_Input data:_
-- Opening Marker --

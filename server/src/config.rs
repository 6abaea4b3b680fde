// foodgram_server/src/config.rs

use crate::errors::{AppError, Result};
use dotenvy::dotenv;
use foodgram::{DEFAULT_PAGE_SIZE, MAX_PAGE_SIZE};
use std::env;
use std::path::PathBuf;
use std::str::FromStr;

pub const DEFAULT_IDENTITY_HEADER: &str = "X-User-ID";

#[derive(Debug, Clone)]
pub struct AppConfig {
  pub server_host: String,
  pub server_port: u16,
  pub database_url: String,
  /// Absolute prefix used for pagination links.
  pub app_base_url: String,
  pub database_max_connections: u32,
  pub run_migrations: bool,

  // Optional: for seeding DB on startup
  pub seed_db: bool,
  pub seed_ingredients_path: Option<PathBuf>,

  /// Header carrying the user id resolved by the auth gateway.
  pub identity_header: String,
  /// TTF font for the shopping-list document; built-in Helvetica when unset.
  pub pdf_font_path: Option<PathBuf>,
  pub default_page_size: u32,
}

impl AppConfig {
  pub fn from_env() -> Result<Self> {
    dotenv().ok(); // Load .env file if present
    let config = Self::from_lookup(|name| env::var(name).ok())?;
    tracing::info!("Application configuration loaded successfully.");
    Ok(config)
  }

  /// Builds the configuration from any variable source.
  pub fn from_lookup(lookup: impl Fn(&str) -> Option<String>) -> Result<Self> {
    let get_env = |var_name: &str| {
      lookup(var_name).ok_or_else(|| AppError::Config(format!("Missing environment variable '{}'", var_name)))
    };

    let server_host = get_env("SERVER_HOST").unwrap_or_else(|_| "127.0.0.1".to_string());
    let server_port: u16 = parse_or(&lookup, "SERVER_PORT", 8080)?;
    let database_url = get_env("DATABASE_URL")?;
    let app_base_url = get_env("APP_BASE_URL")
      .unwrap_or_else(|_| format!("http://{}:{}", server_host, server_port))
      .trim_end_matches('/')
      .to_string();

    let database_max_connections = parse_or(&lookup, "DATABASE_MAX_CONNECTIONS", 10)?;
    let run_migrations = parse_or(&lookup, "RUN_MIGRATIONS", true)?;
    let seed_db = parse_or(&lookup, "SEED_DB", false)?;
    let seed_ingredients_path = lookup("SEED_INGREDIENTS_PATH").filter(|s| !s.is_empty()).map(PathBuf::from);

    let identity_header = lookup("IDENTITY_HEADER")
      .filter(|s| !s.trim().is_empty())
      .unwrap_or_else(|| DEFAULT_IDENTITY_HEADER.to_string());
    let pdf_font_path = lookup("PDF_FONT_PATH").filter(|s| !s.is_empty()).map(PathBuf::from);

    let default_page_size: u32 = parse_or(&lookup, "DEFAULT_PAGE_SIZE", DEFAULT_PAGE_SIZE)?;
    if default_page_size == 0 || default_page_size > MAX_PAGE_SIZE {
      return Err(AppError::Config(format!(
        "Invalid DEFAULT_PAGE_SIZE: must be between 1 and {}",
        MAX_PAGE_SIZE
      )));
    }

    Ok(Self {
      server_host,
      server_port,
      database_url,
      app_base_url,
      database_max_connections,
      run_migrations,
      seed_db,
      seed_ingredients_path,
      identity_header,
      pdf_font_path,
      default_page_size,
    })
  }
}

fn parse_or<T>(lookup: &impl Fn(&str) -> Option<String>, var_name: &str, default: T) -> Result<T>
where
  T: FromStr,
  T::Err: std::fmt::Display,
{
  match lookup(var_name) {
    None => Ok(default),
    Some(raw) => raw
      .trim()
      .parse::<T>()
      .map_err(|e| AppError::Config(format!("Invalid {} value: {}", var_name, e))),
  }
}

#[cfg(test)]
mod tests {
  use super::*;
  use std::collections::HashMap;

  fn config_from(pairs: &[(&str, &str)]) -> Result<AppConfig> {
    let vars: HashMap<String, String> = pairs.iter().map(|(k, v)| (k.to_string(), v.to_string())).collect();
    AppConfig::from_lookup(|name| vars.get(name).cloned())
  }

  #[test]
  fn defaults_apply_when_only_database_url_is_set() {
    let cfg = config_from(&[("DATABASE_URL", "postgres://localhost/foodgram")]).unwrap();
    assert_eq!(cfg.server_host, "127.0.0.1");
    assert_eq!(cfg.server_port, 8080);
    assert_eq!(cfg.app_base_url, "http://127.0.0.1:8080");
    assert_eq!(cfg.database_max_connections, 10);
    assert!(cfg.run_migrations);
    assert!(!cfg.seed_db);
    assert_eq!(cfg.identity_header, "X-User-ID");
    assert!(cfg.pdf_font_path.is_none());
    assert_eq!(cfg.default_page_size, 6);
  }

  #[test]
  fn missing_database_url_is_a_config_error() {
    assert!(matches!(config_from(&[]), Err(AppError::Config(_))));
  }

  #[test]
  fn invalid_numbers_are_rejected() {
    let err = config_from(&[("DATABASE_URL", "postgres://x"), ("SERVER_PORT", "eighty")]).unwrap_err();
    assert!(err.to_string().contains("SERVER_PORT"));

    let err = config_from(&[("DATABASE_URL", "postgres://x"), ("DEFAULT_PAGE_SIZE", "0")]).unwrap_err();
    assert!(err.to_string().contains("DEFAULT_PAGE_SIZE"));
  }

  #[test]
  fn overrides_are_honored() {
    let cfg = config_from(&[
      ("DATABASE_URL", "postgres://x"),
      ("APP_BASE_URL", "https://foodgram.example/"),
      ("IDENTITY_HEADER", "X-Auth-User"),
      ("RUN_MIGRATIONS", "false"),
      ("PDF_FONT_PATH", "/fonts/DejaVuSans.ttf"),
    ])
    .unwrap();
    assert_eq!(cfg.app_base_url, "https://foodgram.example");
    assert_eq!(cfg.identity_header, "X-Auth-User");
    assert!(!cfg.run_migrations);
    assert_eq!(cfg.pdf_font_path, Some(PathBuf::from("/fonts/DejaVuSans.ttf")));
  }
}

-- Closing Marker --

_What to do:_ The complete listing is to be repeated exactly.

_Response:_
filename server/src/config.rs
repository 6abaea4b3b680fde
// foodgram_server/src/config.rs

use crate::errors::{AppError, Result};
use dotenvy::dotenv;
use foodgram::{DEFAULT_PAGE_SIZE, MAX_PAGE_SIZE};
use std::env;
use std::path::PathBuf;
use std::str::FromStr;

pub const DEFAULT_IDENTITY_HEADER: &str = "X-User-ID";

#[derive(Debug, Clone)]
pub struct AppConfig {
  pub server_host: String,
  pub server_port: u16,
  pub database_url: String,
  /// Absolute prefix used for pagination links.
  pub app_base_url: String,
  pub database_max_connections: u32,
  pub run_migrations: bool,

  // Optional: for seeding DB on startup
  pub seed_db: bool,
  pub seed_ingredients_path: Option<PathBuf>,

  /// Header carrying the user id resolved by the auth gateway.
  pub identity_header: String,
  /// TTF font for the shopping-list document; built-in Helvetica when unset.
  pub pdf_font_path: Option<PathBuf>,
  pub default_page_size: u32,
}

impl AppConfig {
  pub fn from_env() -> Result<Self> {
    dotenv().ok(); // Load .env file if present
    let config = Self::from_lookup(|name| env::var(name).ok())?;
    tracing::info!("Application configuration loaded successfully.");
    Ok(config)
  }

  /// Builds the configuration from any variable source.
  pub fn from_lookup(lookup: impl Fn(&str) -> Option<String>) -> Result<Self> {
    let get_env = |var_name: &str| {
      lookup(var_name).ok_or_else(|| AppError::Config(format!("Missing environment variable '{}'", var_name)))
    };

    let server_host = get_env("SERVER_HOST").unwrap_or_else(|_| "127.0.0.1".to_string());
    let server_port: u16 = parse_or(&lookup, "SERVER_PORT", 8080)?;
    let database_url = get_env("DATABASE_URL")?;
    let app_base_url = get_env("APP_BASE_URL")
      .unwrap_or_else(|_| format!("http://{}:{}", server_host, server_port))
      .trim_end_matches('/')
      .to_string();

    let database_max_connections = parse_or(&lookup, "DATABASE_MAX_CONNECTIONS", 10)?;
    let run_migrations = parse_or(&lookup, "RUN_MIGRATIONS", true)?;
    let seed_db = parse_or(&lookup, "SEED_DB", false)?;
    let seed_ingredients_path = lookup("SEED_INGREDIENTS_PATH").filter(|s| !s.is_empty()).map(PathBuf::from);

    let identity_header = lookup("IDENTITY_HEADER")
      .filter(|s| !s.trim().is_empty())
      .unwrap_or_else(|| DEFAULT_IDENTITY_HEADER.to_string());
    let pdf_font_path = lookup("PDF_FONT_PATH").filter(|s| !s.is_empty()).map(PathBuf::from);

    let default_page_size: u32 = parse_or(&lookup, "DEFAULT_PAGE_SIZE", DEFAULT_PAGE_SIZE)?;
    if default_page_size == 0 || default_page_size > MAX_PAGE_SIZE {
      return Err(AppError::Config(format!(
        "Invalid DEFAULT_PAGE_SIZE: must be between 1 and {}",
        MAX_PAGE_SIZE
      )));
    }

    Ok(Self {
      server_host,
      server_port,
      database_url,
      app_base_url,
      database_max_connections,
      run_migrations,
      seed_db,
      seed_ingredients_path,
      identity_header,
      pdf_font_path,
      default_page_size,
    })
  }
}

fn parse_or<T>(lookup: &impl Fn(&str) -> Option<String>, var_name: &str, default: T) -> Result<T>
where
  T: FromStr,
  T::Err: std::fmt::Display,
{
  match lookup(var_name) {
    None => Ok(default),
    Some(raw) => raw
      .trim()
      .parse::<T>()
      .map_err(|e| AppError::Config(format!("Invalid {} value: {}", var_name, e))),
  }
}

#[cfg(test)]
mod tests {
  use super::*;
  use std::collections::HashMap;

  fn config_from(pairs: &[(&str, &str)]) -> Result<AppConfig> {
    let vars: HashMap<String, String> = pairs.iter().map(|(k, v)| (k.to_string(), v.to_string())).collect();
    AppConfig::from_lookup(|name| vars.get(name).cloned())
  }

  #[test]
  fn defaults_apply_when_only_database_url_is_set() {
    let cfg = config_from(&[("DATABASE_URL", "postgres://localhost/foodgram")]).unwrap();
    assert_eq!(cfg.server_host, "127.0.0.1");
    assert_eq!(cfg.server_port, 8080);
    assert_eq!(cfg.app_base_url, "http://127.0.0.1:8080");
    assert_eq!(cfg.database_max_connections, 10);
    assert!(cfg.run_migrations);
    assert!(!cfg.seed_db);
    assert_eq!(cfg.identity_header, "X-User-ID");
    assert!(cfg.pdf_font_path.is_none());
    assert_eq!(cfg.default_page_size, 6);
  }

  #[test]
  fn missing_database_url_is_a_config_error() {
    assert!(matches!(config_from(&[]), Err(AppError::Config(_))));
  }

  #[test]
  fn invalid_numbers_are_rejected() {
    let err = config_from(&[("DATABASE_URL", "postgres://x"), ("SERVER_PORT", "eighty")]).unwrap_err();
    assert!(err.to_string().contains("SERVER_PORT"));

    let err = config_from(&[("DATABASE_URL", "postgres://x"), ("DEFAULT_PAGE_SIZE", "0")]).unwrap_err();
    assert!(err.to_string().contains("DEFAULT_PAGE_SIZE"));
  }

  #[test]
  fn overrides_are_honored() {
    let cfg = config_from(&[
      ("DATABASE_URL", "postgres://x"),
      ("APP_BASE_URL", "https://foodgram.example/"),
      ("IDENTITY_HEADER", "X-Auth-User"),
      ("RUN_MIGRATIONS", "false"),
      ("PDF_FONT_PATH", "/fonts/DejaVuSans.ttf"),
    ])
    .unwrap();
    assert_eq!(cfg.app_base_url, "https://foodgram.example");
    assert_eq!(cfg.identity_header, "X-Auth-User");
    assert!(!cfg.run_migrations);
    assert_eq!(cfg.pdf_font_path, Some(PathBuf::from("/fonts/DejaVuSans.ttf")));
  }
}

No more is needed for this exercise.